Book Review

Vicious By V.E. Schwab


  • Author: V.E. Schwab 
  • Genre: Fantasy
  • Publication Date: September 24, 2013
  • Publisher: Tor Books
  • Series: Villains #1

Rating: 5 out of 5.

CONTENT WARNING: reference to child abuse (off-page), substance use, violence, death, torture, harm to an animal

A masterful tale of ambition, jealousy, desire, and superpowers.

Victor and Eli started out as college roommates—brilliant, arrogant, lonely boys who recognized the same sharpness and ambition in each other. In their senior year, a shared research interest in adrenaline, near-death experiences, and seemingly supernatural events reveals an intriguing possibility: that under the right conditions, someone could develop extraordinary abilities. But when their thesis moves from the academic to the experimental, things go horribly wrong.

Ten years later, Victor breaks out of prison, determined to catch up to his old friend (now foe), aided by a young girl whose reserved nature obscures a stunning ability. Meanwhile, Eli is on a mission to eradicate every other super-powered person that he can find—aside from his sidekick, an enigmatic woman with an unbreakable will. Armed with terrible power on both sides, driven by the memory of betrayal and loss, the archnemeses have set a course for revenge—but who will be left alive at the end?

In Vicious, V. E. Schwab brings to life a gritty comic-book-style world in vivid prose: a world where gaining superpowers doesn’t automatically lead to heroism, and a time when allegiances are called into question.

Another month, another buddy read with Becky @ Becky’s Book Blog! If you haven’t checked out her blog, you absolutely should, not just because she’s one of my favorite people in the book community, but because she writes some really amazing reviews and will absolutely expand your TBR. Susan was going to join us, but she was not-dying from some kind of illness and couldn’t. Hopefully you’re feeling better Susan!

I was nervous going into this, since Schwab books can be hit or miss for me. However, it was apparent really quickly that this one was going to be a hit. And Becky confirmed the same by our first discussion at 25%. 

Victor presents such an interesting character. He comes across rather quickly as a villain, but I changed my perspective on him as I got to know him throughout the book. He was more of an anti-hero, if anything. He’s morally gray, but he’s got a definite moral compass, and the fact that he picked Sydney up early on definitely earned him extra points. When Dol gets added to their crew, I only liked Victor more. He seems to collect this unusual crew with varied talents, but I loved the dynamic between all of them, and how they all just kind of adapt to each other’s quirks.

The story is told in this short chapters that make it really difficult to put the book down. It’s incredibly addictive, and compulsively readable. They shift back and forth in time, ranging between present day and when all of this started a decade ago, when Victor and Eli were roommates in college. But a senior thesis centering on near-death experiences changes both of their lives.
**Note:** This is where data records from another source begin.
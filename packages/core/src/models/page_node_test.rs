//! Tests for PageNode construction, lookup and normalization

#[cfg(test)]
mod tests {
    use crate::models::{PageNode, TreeSnapshot};
    use serde_json::json;

    fn sample_tree() -> PageNode {
        PageNode::new("root", "Root", "DOC")
            .with_child(PageNode::new("a", "A", "DOC"))
            .with_child(PageNode::new("b", "B", "DOC").with_child(PageNode::new("c", "C", "DOC")))
    }

    #[test]
    fn test_with_child_sets_cached_fields() {
        let tree = sample_tree();
        let b = tree.find("b").unwrap();
        assert_eq!(b.parent_id.as_deref(), Some("root"));
        assert_eq!(b.position, 1);
        assert_eq!(b.child_ids(), vec!["c"]);
    }

    #[test]
    fn test_find_and_contains() {
        let tree = sample_tree();
        assert!(tree.contains("c"));
        assert!(!tree.contains("zzz"));
        assert!(tree.find("b").unwrap().contains("c"));
        assert!(!tree.find("a").unwrap().contains("c"));
    }

    #[test]
    fn test_node_count() {
        assert_eq!(sample_tree().node_count(), 4);
        assert_eq!(PageNode::new("x", "X", "DOC").node_count(), 1);
    }

    #[test]
    fn test_normalize_repairs_stale_fields() {
        let mut tree = sample_tree();
        tree.children.swap(0, 1);
        tree.children[0].children[0].parent_id = Some("stale".to_string());

        tree.normalize();

        assert_eq!(tree.children[0].id, "b");
        assert_eq!(tree.children[0].position, 0);
        assert_eq!(tree.children[1].position, 1);
        assert_eq!(tree.children[0].children[0].parent_id.as_deref(), Some("b"));
        assert_eq!(tree.parent_id, None);
    }

    #[test]
    fn test_clone_is_deep() {
        let original = sample_tree();
        let mut copy = original.clone();
        copy.children[1].children.clear();

        assert_eq!(original.find("b").unwrap().children.len(), 1);
    }

    #[test]
    fn test_wire_format_is_camel_case() {
        let tree = sample_tree();
        let value = serde_json::to_value(&tree).unwrap();
        assert_eq!(value["spaceKey"], "DOC");
        assert_eq!(value["children"][1]["parentId"], "root");
        assert_eq!(value["children"][1]["position"], 1);
    }

    #[test]
    fn test_deserialize_without_optional_fields() {
        let tree: PageNode = serde_json::from_value(json!({
            "id": "root",
            "title": "Root",
            "parentId": null,
            "spaceKey": "DOC"
        }))
        .unwrap();
        assert!(tree.children.is_empty());
        assert_eq!(tree.position, 0);
    }

    #[test]
    fn test_snapshot_from_tree() {
        let snapshot = TreeSnapshot::from_tree(sample_tree());
        assert_eq!(snapshot.root_page_id, "root");
        assert_eq!(snapshot.space_key, "DOC");
    }
}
The fact that the chapters were so short made it easy to keep track of where the story was in time. 

This book really had me thinking about how we decide who are heroes and who are villains. At first, Eli seems like the hero while Victor is the villain, yet that opinion changes as I read a bit more. Neither of them are heroes, exactly, but I guess it made me think about how villainy exists on a continuum.
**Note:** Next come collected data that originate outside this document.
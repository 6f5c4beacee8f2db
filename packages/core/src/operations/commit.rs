//! Plan execution
//!
//! Applies an already ordered plan one operation at a time through a
//! [`MoveExecutor`]. A later reorder may anchor on a page that an earlier
//! parent-change just moved, so operations are never run concurrently and the
//! plan is never re-sorted here.
//!
//! A failing operation does not stop the batch; every operation gets an entry
//! in the [`ExecutionReport`]. Partial application is a reported outcome, not an
//! error.

use crate::models::{ExecutionItem, ExecutionReport, MoveOperation};
use crate::operations::executor::MoveExecutor;
use crate::operations::TreeOperationError;
use std::sync::atomic::{AtomicBool, Ordering};
use std::sync::Arc;

const DRY_RUN_MESSAGE: &str = "Dry-run: operation not executed.";
const CANCELLED_MESSAGE: &str = "Commit cancelled before execution.";

/// Cooperative cancellation checked between operations.
///
/// Clones share the same flag, so one clone can be handed to the commit and
/// another kept by whoever may cancel it.
#[derive(Debug, Clone, Default)]
pub struct CancellationFlag(Arc<AtomicBool>);

impl CancellationFlag {
    pub fn new() -> Self {
        Self::default()
    }

    pub fn cancel(&self) {
        self.0.store(true, Ordering::SeqCst);
    }

    pub fn is_cancelled(&self) -> bool {
        self.0.load(Ordering::SeqCst)
    }
}

/// Options for [`commit_move_plan`].
#[derive(Debug, Clone, Default)]
pub struct CommitOptions {
    /// Report every operation as skipped without calling the executor
    pub dry_run: bool,
    /// Stop before the next operation once set
    pub cancellation: Option<CancellationFlag>,
}

impl CommitOptions {
    pub fn dry_run() -> Self {
        Self {
            dry_run: true,
            cancellation: None,
        }
    }

    pub fn with_cancellation(mut self, flag: CancellationFlag) -> Self {
        self.cancellation = Some(flag);
        self
    }

    fn is_cancelled(&self) -> bool {
        self.cancellation
            .as_ref()
            .is_some_and(CancellationFlag::is_cancelled)
    }
}

/// Reject plans with entries no executor could act on.
///
/// Runs before any operation executes, so a malformed plan never applies
/// partially.
pub fn check_plan_well_formed(plan: &[MoveOperation]) -> Result<(), TreeOperationError> {
    for (index, op) in plan.iter().enumerate() {
        if op.page_id.trim().is_empty() {
            return Err(TreeOperationError::malformed_plan(index, "empty pageId"));
        }
        if op.placement.reference_page_id.trim().is_empty() {
            return Err(TreeOperationError::malformed_plan(
                index,
                format!("empty placement reference for page {}", op.page_id),
            ));
        }
    }
    Ok(())
}

/// Execute `plan` in the given order and report per-operation outcomes.
///
/// # Errors
///
/// Only a malformed plan fails the call, and it does so before any executor
/// call. Executor failures are recorded as `failed` items.
pub async fn commit_move_plan<E>(
    plan: &[MoveOperation],
    executor: &E,
    options: &CommitOptions,
) -> Result<ExecutionReport, TreeOperationError>
where
    E: MoveExecutor + ?Sized,
{
    check_plan_well_formed(plan)?;

    if options.dry_run {
        tracing::info!("Dry-run commit of {} operation(s)", plan.len());
        let items = plan
            .iter()
            .map(|op| ExecutionItem::skipped(&op.page_id, DRY_RUN_MESSAGE))
            .collect();
        return Ok(ExecutionReport::from_items(items));
    }

    let mut items = Vec::with_capacity(plan.len());
    for op in plan {
        if options.is_cancelled() {
            items.push(ExecutionItem::skipped(&op.page_id, CANCELLED_MESSAGE));
            continue;
        }

        match executor.move_page(op).await {
            Ok(()) => {
                tracing::debug!(
                    "Moved page '{}' ({}, {} {})",
                    op.page_id,
                    op.reason.as_str(),
                    op.placement.mode.api_position(),
                    op.placement.reference_page_id
                );
                items.push(ExecutionItem::success(&op.page_id));
            }
            Err(failure) => {
                let retryable = failure.is_retryable();
                tracing::warn!(
                    "Move of page '{}' failed (retryable: {}): {}",
                    op.page_id,
                    retryable,
                    failure
                );
                items.push(ExecutionItem::failed(&op.page_id, failure.message, retryable));
            }
        }
    }

    let report = ExecutionReport::from_items(items);
    tracing::info!(
        "Commit finished: {}/{} succeeded, {} failed, {} skipped",
        report.succeeded,
        report.total,
        report.failed,
        report.skipped
    );
    Ok(report)
}

#[cfg(test)]
#[path = "commit_test.rs"]
mod commit_test;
“Someone could call themselves a hero and still walk around killing dozens. Someone else could be labeled a villain for trying to stop them. Plenty of humans were monstrous, and plenty of monsters knew how to play at being human.”
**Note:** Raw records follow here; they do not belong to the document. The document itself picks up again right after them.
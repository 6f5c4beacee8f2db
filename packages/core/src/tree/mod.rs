//! Tree Reconciliation Engine
//!
//! Pure, synchronous algorithms over in-memory page trees:
//!
//! - [`index`] - pre-order id lookup and physical cycle detection
//! - [`placement`] - relative placement for the backend's move primitive
//! - [`plan`] - original vs draft diff into an ordered move plan
//! - [`validate`] - structural validation of any plan, including simulated cycles
//! - [`mutate`] - drag-and-drop edits on a deep copy
//!
//! None of these functions share state; each call owns or borrows its own trees.

pub mod index;
pub mod mutate;
pub mod placement;
pub mod plan;
pub mod validate;

pub use index::{build_node_index, find_duplicate_ids, has_cycle, walk_tree, IndexEntry, NodeIndex};
pub use mutate::{apply_drag_drop, DragDropRejection, DropPosition};
pub use placement::resolve_placement;
pub use plan::{compute_move_plan, order_plan};
pub use validate::{detect_simulated_cycles, validate_plan_against_tree};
I wasn’t sure how I’d like this book, but it turned out that I really enjoyed it a lot. It started out exploring the circumstances surrounding the creation of EOs, or ExtraOrdinaries, people with special powers, reminiscent of X-men or other comic books. But it also delves into ambition and how it can get twisted, religious fervor, and the nature of heroes and villains. I loved reading a book where there weren’t any real heroes, and everyone was basically morally gray. Becky and I would rabidly rave about the book during our discussions, and couldn’t even come up with any theories because the story was so unique and unpredictable that it was hard to get a handle on where it could possibly go next. 

Throughout the story, there was a lot of building up to a final encounter, but it never felt boring or lackluster. I was constantly surprised by the plot twists, never knowing what was going to happen next, making the reading always an interesting experience. All of the characters, even the side characters, felt well-developed. And after a while of only getting Victor’s POV, we start getting POV chapters from Eli and then some insight into the other characters POVs as well. I loved seeing the world through their eyes, as well as learning what they were thinking, and the different things that made them the way they are. And the magic system in the story was fascinating—the way that powers are bestowed, and how different each of them are. While this book could definitely work as a stand-alone, I’m still excited to read the next book in this series.

People who have sat around with me while I’m reading, especially when there’s a surprising reveal, a shocking plot twist, or an unexpected event often look up in alarm when I gasp audibly. The gasp factor is directly related to the number of times I audibly gasp during a reading, and there isn’t an upper limit.